Itinera - Übersetzung Lektion 33

"Leider! Das Versteck deines Bruders Sokrates kenne ich nicht. Er kam hierher im Jänner letzten Jahres und wohnte zwei Monate bei uns. In eben diesen Monaten besuchte er auch des öfteren die Zusammenkünfte jener "Christiani" - ich habe ihm abgeraten, aber vergeblich. Es gab viele Dispute, und ich überzeugte ihn, diesem unsinnigen Aberglauben nicht zu folgen. Irgendwann reiste er dann ab in die Provinzen jenseits der Alpen."
"Oh ich Armer!", rief Aristoxenus aus, "Die Suche geht also weiter! Geschehenes kann man nicht ungeschehen machen! Aber sag mir: Warum hast du meinem Bruder abgeraten, den Zusammenkünften der Christen beizuwohnen?"
Fulvius antwortete nicht ohne Strenge: "In der heutigen Zeit, wo fast alles in Frage gestellt wurde, muß man die von den Vorfahren überlieferten Götter verehren. Die Christen nennen unsere Religion "Greisenmärchen"; sie behaupten, wir wüßten nichts über den Gott oder die Götter. Doch wer von den Menschen weiß schun etwas Sicheres über die Götter? Das eine freilich nehme ich für etwas Fixes: Daß es Götter gibt, das leugnet sicher niemand."
Aristoxenus: "Wirklich niemand?
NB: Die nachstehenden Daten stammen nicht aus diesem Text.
use super::error::{Result, SimulationError};
use super::types::{NpvSummary, PercentileRow, PercentileTable};

pub const REPORTED_PERCENTILES: [f64; 5] = [10.0, 25.0, 50.0, 75.0, 90.0];

/// Linear-interpolation percentile; sorts `values` in place.
pub fn percentile(values: &mut [f64], p: f64) -> f64 {
    values.sort_by(|a, b| a.total_cmp(b));
    percentile_sorted(values, p)
}

/// Linear-interpolation percentile of an ascending slice.
pub fn percentile_sorted(sorted: &[f64], p: f64) -> f64 {
    if sorted.is_empty() {
        return 0.0;
    }

    let n = sorted.len();
    if n == 1 {
        return sorted[0];
    }

    let rank = (p / 100.0) * (n as f64 - 1.0);
    let lower = rank.floor() as usize;
    let upper = rank.ceil() as usize;

    if lower == upper {
        sorted[lower]
    } else {
        let w = rank - lower as f64;
        sorted[lower] * (1.0 - w) + sorted[upper] * w
    }
}

pub fn mean(values: &[f64]) -> f64 {
    values.iter().sum::<f64>() / values.len() as f64
}

/// Population standard deviation.
pub fn std_dev(values: &[f64]) -> f64 {
    central_moment(values, 2).sqrt()
}

/// Biased sample skewness `m3 / m2^1.5`; zero when the values are constant.
pub fn skew(values: &[f64]) -> f64 {
    let m2 = central_moment(values, 2);
    if m2 <= 0.0 {
        return 0.0;
    }
    central_moment(values, 3) / m2.powf(1.5)
}

fn central_moment(values: &[f64], order: i32) -> f64 {
    let mu = mean(values);
    values.iter().map(|v| (v - mu).powi(order)).sum::<f64>() / values.len() as f64
}

/// Pearson correlation; `None` for mismatched lengths or zero variance.
pub fn correlation(xs: &[f64], ys: &[f64]) -> Option<f64> {
    if xs.len() != ys.len() || xs.len() < 2 {
        return None;
    }
    let mx = mean(xs);
    let my = mean(ys);
    let (mut cov, mut vx, mut vy) = (0.0, 0.0, 0.0);
    for (x, y) in xs.iter().zip(ys) {
        let dx = x - mx;
        let dy = y - my;
        cov += dx * dy;
        vx += dx * dx;
        vy += dy * dy;
    }
    if vx <= 0.0 || vy <= 0.0 {
        return None;
    }
    Some(cov / (vx * vy).sqrt())
}

fn pct_of_capital(value: f64, capital_invested: f64) -> Option<f64> {
    if capital_invested > 0.0 {
        Some(value / capital_invested * 100.0)
    } else {
        None
    }
}

pub fn summarize(values: &[f64], capital_invested: f64) -> Result<NpvSummary> {
    if values.is_empty() {
        return Err(SimulationError::EmptyOutcomes);
    }
    let mean = mean(values);
    let std_dev = std_dev(values);
    Ok(NpvSummary {
        mean,
        std_dev,
        skew: skew(values),
        mean_pct_of_capital: pct_of_capital(mean, capital_invested),
        std_dev_pct_of_capital: pct_of_capital(std_dev, capital_invested),
    })
}

/// 10/25/50/75/90th percentiles plus the rank of the outcome closest to zero.
///
/// The breakeven rank is the position of that outcome in sorted order over
/// `len - 1`, as a percentage. Ties on distance resolve to the first
/// occurrence in input order, and its first position in sorted order. A
/// single outcome ranks 0 when non-negative and 100 otherwise.
pub fn calculate_percentiles(values: &[f64], capital_invested: f64) -> Result<PercentileTable> {
    if values.is_empty() {
        return Err(SimulationError::EmptyOutcomes);
    }

    let mut sorted = values.to_vec();
    sorted.sort_by(|a, b| a.total_cmp(b));

    let rows = REPORTED_PERCENTILES
        .iter()
        .map(|&p| {
            let npv = percentile_sorted(&sorted, p);
            PercentileRow {
                percentile: p,
                npv,
                pct_return: pct_of_capital(npv, capital_invested),
            }
        })
        .collect();

    let closest = values
        .iter()
        .copied()
        .fold(values[0], |best, v| if v.abs() < best.abs() { v } else { best });
    let index = sorted.iter().position(|v| *v == closest).unwrap_or(0);
    let rank = if sorted.len() == 1 {
        if closest >= 0.0 { 0.0 } else { 100.0 }
    } else {
        index as f64 / (sorted.len() - 1) as f64 * 100.0
    };

    Ok(PercentileTable {
        rows,
        breakeven: PercentileRow {
            percentile: rank,
            npv: closest,
            pct_return: pct_of_capital(closest, capital_invested),
        },
    })
}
Wenn ich mich richtig erinnere, hat euer Lukrez in seiner Verachtung für die Götter folgendes geschrieben:
Die Religion zeigte der Welt vom Himmel herab ihr Haupt
mit drohender Fratze von oben die Menschen bedrohend - ?"
Fulvius hielt dem entgegen: "Nach unserer Erinnerung hat niemend geglaubt, daß Jupiter, in einen Stier verwandelt, mit Europa sich auf die Insel Kreta begeben oder auch, in einen Adler verwandelt, den Knaben Ganymed in den Olymp entführt habe - das ist in Wahrheit nie passiert, das sind wirklich Märchen. Doch ein göttlicher Geist wohnt in uns, Beobachter und Wächter von Gut und Böse. So wie der von und behandelt wird, so behandelt er selbst uns. Ohne Gott aber ist keiner ein guter Mensch. Oder kann sich jemand über sein Schicksal erheben, wenn nicht mit Seiner Unterstützung? Er ist es, der große und erhabene Gedanken eingibt. In jedem von uns ‚wohnt ein Gott, wenn's auch nicht sicher ist, welcher.'
Diesen Gott nennen die einen von uns den König Jupiter, die anderen Mars, die anderen Ceres, andere wieder mit anderen Namen."